About this task → Scan the records for the word "ReadLoop". Report each line where it occurs.

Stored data
■ ■ ■ ■

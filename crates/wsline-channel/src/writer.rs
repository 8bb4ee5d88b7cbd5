//! Deadline-bounded write path.

use std::fmt;
use std::marker::PhantomData;
use std::time::Duration;

use futures::{Sink, SinkExt};
use tracing::debug;
use wsline_core::OutboundCommand;

use crate::errors::ChannelError;
use crate::frame::{Frame, WireMessage};

/// Sends frames on the write half of a connection.
///
/// Every send is bounded by the configured deadline. Only one task owns the
/// writer, so frames never interleave.
pub struct FrameWriter<K, M> {
    sink: K,
    timeout: Duration,
    close_sent: bool,
    _message: PhantomData<fn(M)>,
}

impl<K, M> fmt::Debug for FrameWriter<K, M> {
    fn fmt(&self, f: &mut fmt::Formatter<'_>) -> fmt::Result {
        f.debug_struct("FrameWriter")
            .field("timeout", &self.timeout)
            .field("close_sent", &self.close_sent)
            .finish_non_exhaustive()
    }
}

impl<K, M, E> FrameWriter<K, M>
where
    K: Sink<M, Error = E> + Unpin,
    M: WireMessage,
    E: fmt::Display,
{
    /// Wrap a sink with a per-frame deadline.
    pub fn new(sink: K, timeout: Duration) -> Self {
        Self {
            sink,
            timeout,
            close_sent: false,
            _message: PhantomData,
        }
    }

    /// Send one frame within the deadline.
    pub async fn send(&mut self, frame: Frame) -> Result<(), ChannelError> {
        let is_close = matches!(frame, Frame::Close(_));
        match tokio::time::timeout(self.timeout, self.sink.send(M::from_frame(frame))).await {
            Err(_) => Err(ChannelError::WriteTimeout(self.timeout)),
            Ok(Err(e)) => Err(ChannelError::Write(e.to_string())),
            Ok(Ok(())) => {
                if is_close {
                    self.close_sent = true;
                }
                Ok(())
            }
        }
    }

    /// Send the frame for a parsed console command.
    pub async fn send_command(&mut self, command: OutboundCommand) -> Result<(), ChannelError> {
        self.send(Frame::from(command)).await
    }

    /// Whether a close frame has been written.
    pub fn close_sent(&self) -> bool {
        self.close_sent
    }

    /// Flush and close the sink, bounded by the deadline. Failures are logged.
    pub async fn release(&mut self) {
        match tokio::time::timeout(self.timeout, self.sink.close()).await {
            Err(_) => debug!(timeout = ?self.timeout, "release timed out"),
            Ok(Err(e)) => debug!(error = %e, "release failed"),
            Ok(Ok(())) => debug!("write half released"),
        }
    }
}
//! Read loop.
//!
//! One task per connection pulls frames off the read half and forwards
//! application messages over a channel of capacity 1, so a slow consumer
//! stalls the reader instead of buffering without bound. Ping replies are
//! produced by the WebSocket library while the stream is polled.
//!
//! A read error always ends the loop; the error is kept on the handle so the
//! owner can tell a malformed frame from a dropped connection.

use std::sync::Arc;
use std::sync::atomic::{AtomicBool, Ordering};

use futures::{Stream, StreamExt};
use parking_lot::Mutex;
use tokio::sync::mpsc;
use tokio::task::JoinHandle;
use tokio_util::sync::CancellationToken;
use tracing::{debug, trace};
use wsline_core::constants::NO_STATUS_RECEIVED;
use wsline_core::{CloseInfo, InboundMessage, Reporter};

use crate::frame::{Frame, WireError, WireMessage};

/// Read loop options.
#[derive(Clone, Copy, Debug, Default)]
pub struct ChannelOptions {
    /// Forward ping/pong frames to the consumer.
    pub show_control_frames: bool,
}

/// The read error that ended the loop.
#[derive(Clone, Debug, PartialEq, Eq)]
pub struct ReadFailure {
    /// Close status owed to the peer when it broke the protocol.
    pub violation: Option<u16>,
    /// The error as displayed by the WebSocket library.
    pub message: String,
}

#[derive(Debug, Default)]
struct Shared {
    received_close: AtomicBool,
    remote_close: Mutex<Option<CloseInfo>>,
    failure: Mutex<Option<ReadFailure>>,
}

/// Handle to a running read loop.
#[derive(Debug)]
pub struct ReaderHandle {
    cancel: CancellationToken,
    done: CancellationToken,
    shared: Arc<Shared>,
    task: Option<JoinHandle<()>>,
}

impl ReaderHandle {
    /// Resolves once the read loop has exited for any reason.
    pub async fn done(&self) {
        self.done.cancelled().await;
    }

    /// Whether the read loop has exited.
    pub fn is_done(&self) -> bool {
        self.done.is_cancelled()
    }

    /// Close frame received from the peer, if any.
    pub fn remote_close(&self) -> Option<CloseInfo> {
        self.shared.remote_close.lock().clone()
    }

    /// Whether the peer sent a close frame.
    pub fn received_close(&self) -> bool {
        self.shared.received_close.load(Ordering::Acquire)
    }

    /// The read error that ended the loop, if one did.
    pub fn failure(&self) -> Option<ReadFailure> {
        self.shared.failure.lock().clone()
    }

    /// Stop the read loop and wait for it to exit. Idempotent.
    pub async fn stop(&mut self) {
        self.cancel.cancel();
        if let Some(task) = self.task.take() {
            if let Err(e) = task.await {
                debug!(error = %e, "read loop task failed");
            }
        }
    }
}

impl Drop for ReaderHandle {
    fn drop(&mut self) {
        self.cancel.cancel();
    }
}

/// Spawn the read loop over `stream`.
///
/// Returns the inbound channel (closed when the loop exits) and a handle for
/// observing or stopping the loop.
pub fn open<St, M, E>(
    stream: St,
    options: ChannelOptions,
    reporter: Arc<dyn Reporter>,
) -> (mpsc::Receiver<InboundMessage>, ReaderHandle)
where
    St: Stream<Item = Result<M, E>> + Unpin + Send + 'static,
    M: WireMessage,
    E: WireError,
{
    let (tx, rx) = mpsc::channel(1);
    let cancel = CancellationToken::new();
    let done = CancellationToken::new();
    let shared = Arc::new(Shared::default());

    let read_loop = ReadLoop {
        tx,
        options,
        reporter,
        shared: shared.clone(),
        cancel: cancel.clone(),
    };
    let done_signal = done.clone();
    let task = tokio::spawn(async move {
        read_loop.run(stream).await;
        done_signal.cancel();
    });

    let handle = ReaderHandle {
        cancel,
        done,
        shared,
        task: Some(task),
    };
    (rx, handle)
}

struct ReadLoop {
    tx: mpsc::Sender<InboundMessage>,
    options: ChannelOptions,
    reporter: Arc<dyn Reporter>,
    shared: Arc<Shared>,
    cancel: CancellationToken,
}

impl ReadLoop {
    async fn run<St, M, E>(self, mut stream: St)
    where
        St: Stream<Item = Result<M, E>> + Unpin,
        M: WireMessage,
        E: WireError,
    {
        loop {
            let next = tokio::select! {
                () = self.cancel.cancelled() => {
                    debug!("read loop stopped locally");
                    break;
                }
                next = stream.next() => next,
            };

            let message = match next {
                None => {
                    debug!("connection stream ended");
                    break;
                }
                Some(Err(e)) => {
                    let violation = e.violation_code();
                    debug!(error = %e, ?violation, "read failed");
                    *self.shared.failure.lock() = Some(ReadFailure {
                        violation,
                        message: e.to_string(),
                    });
                    break;
                }
                Some(Ok(message)) => message,
            };

            let inbound = match message.into_frame() {
                None => continue,
                Some(Frame::Text(text)) => InboundMessage::text(text),
                Some(Frame::Binary(data)) => InboundMessage::binary(data),
                Some(Frame::Ping(data)) => {
                    trace!(len = data.len(), "ping received");
                    if !self.options.show_control_frames {
                        continue;
                    }
                    InboundMessage::ping(data)
                }
                Some(Frame::Pong(data)) => {
                    trace!(len = data.len(), "pong received");
                    if !self.options.show_control_frames {
                        continue;
                    }
                    InboundMessage::pong(data)
                }
                Some(Frame::Close(info)) => {
                    let info = info.unwrap_or_else(|| CloseInfo::new(NO_STATUS_RECEIVED, ""));
                    self.reporter.ok(&format!("Disconnected ({info})"));
                    *self.shared.remote_close.lock() = Some(info);
                    self.shared.received_close.store(true, Ordering::Release);
                    break;
                }
            };

            if !self.deliver(inbound).await {
                break;
            }
        }
    }

    /// Hand one message to the consumer. `false` ends the loop.
    async fn deliver(&self, message: InboundMessage) -> bool {
        tokio::select! {
            () = self.cancel.cancelled() => false,
            sent = self.tx.send(message) => {
                if sent.is_err() {
                    debug!("inbound receiver dropped");
                }
                sent.is_ok()
            }
        }
    }
}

■ ■ ■ ■

Response area →
    let read_loop = ReadLoop {
struct ReadLoop {
impl ReadLoop {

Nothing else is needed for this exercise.